The STM, according to Tagliaferri, is grappling with an $85 million shortfall and remains less than receptive to offering bus operators better protection. “When you try to bring this up at the table, the discussion doesn’t last very long because the money is not there,” Tagliaferri says.

Mansouri left the restaurant industry eight years ago, to become an STM bus operator. He likes the work, but says in order to protect drivers and make the job more appealing to new hires, the STM has got to start “listening to the human beings doing the job.”

“The people have to understand it’s not the fault of the bus driver that the bus is late or there is some problem with the service,” Mansouri says. “Stop thinking that the bus driver doesn’t care about the schedule. The work is magnificent — the only thing we need is the food to feed this network to make sure we have enough bus drivers and enough buses.”

Many bus operators in Montreal are pulling lots of overtime, but Kazmierczak says it’s not the answer.

“We still have reduced service,” he says. “If you want adequate service we need more people.”

The lack of support many transit workers feel extends beyond far beyond the fiscal. During the pandemic Montreal transit workers kept the buses and trains rolling, but Tagliaferri says they didn’t get recognized as “essential people.”

“That hurt us a lot,” he says. “Other blue-collar workers were recognized as essential workers — but not us.”

Despite the problems facing Montreal transit workers, Tagliaferri — who started his own career as a bus operator back in 2003 — says he’d still get behind the wheel today. But, he says, a lot of his members simply would not.

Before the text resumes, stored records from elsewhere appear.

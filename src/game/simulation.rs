use rand::seq::SliceRandom;
use rand::Rng;
use tracing::{debug, info};

use crate::error::GameError;
use crate::game::moves::CandidateMove;
use crate::game::state::GameState;
use crate::tile::Dice;

/// 演示用的选步策略
#[derive(Debug, Clone, Copy, PartialEq, Eq, Default, serde::Serialize, serde::Deserialize)]
#[serde(rename_all = "lowercase")]
pub enum Policy {
    /// 选择使当前得分最高的放置（相同时取第一个）
    #[default]
    Greedy,
    /// 在所有候选放置中均匀随机选择
    Random,
}

/// 按策略选一步
pub fn choose_move<R: Rng + ?Sized>(
    state: &GameState,
    moves: &[CandidateMove],
    policy: Policy,
    rng: &mut R,
) -> Option<CandidateMove> {
    match policy {
        Policy::Random => moves.choose(rng).copied(),
        Policy::Greedy => {
            let mut best: Option<(i32, CandidateMove)> = None;
            for &candidate in moves {
                let m = candidate.placement;
                let Ok(next) = state.place_tile_from(candidate.source, m.position, m.tile) else {
                    continue;
                };
                let total = next.score().total;
                if best.map_or(true, |(b, _)| total > b) {
                    best = Some((total, candidate));
                }
            }
            best.map(|(_, c)| c)
        }
    }
}

/// 用给定策略从头打完一局
///
/// 每回合一直放置，直到没有可用地块能合法放置，再结束回合
pub fn play_game(dice: &mut Dice, policy: Policy) -> Result<GameState, GameError> {
    let mut state = GameState::with_dice(dice);

    while !state.is_game_over() {
        if state.can_end_round() {
            state = state.end_round(dice)?;
            continue;
        }

        let moves = state.possible_moves();
        let Some(candidate) = choose_move(&state, &moves, policy, dice.rng_mut()) else {
            // 没有候选时交给 end_round 报告错误
            state = state.end_round(dice)?;
            continue;
        };
        let m = candidate.placement;
        debug!(round = state.round(), placement = %m, "policy move");
        state = state.place_tile_from(candidate.source, m.position, m.tile)?;
    }

    info!(score = %state.score(), tiles = state.board().tile_count(), "game finished");
    Ok(state)
}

“And I don’t think the sun is much brighter in the states for transit,” Tagliaferri says.

Indeed, it is not.

As Work-Bites noted earlier, a recent TransitCenter report called “Bus Operators in Crisis” finds “Many potential employees are wary of, if not opposed to, taking a job that could involve hostile interactions with the public.”

According to the Federal Transit Administration, operator assaults per unlinked passenger trip increased fourfold across the U.S. from 2009 to 2020.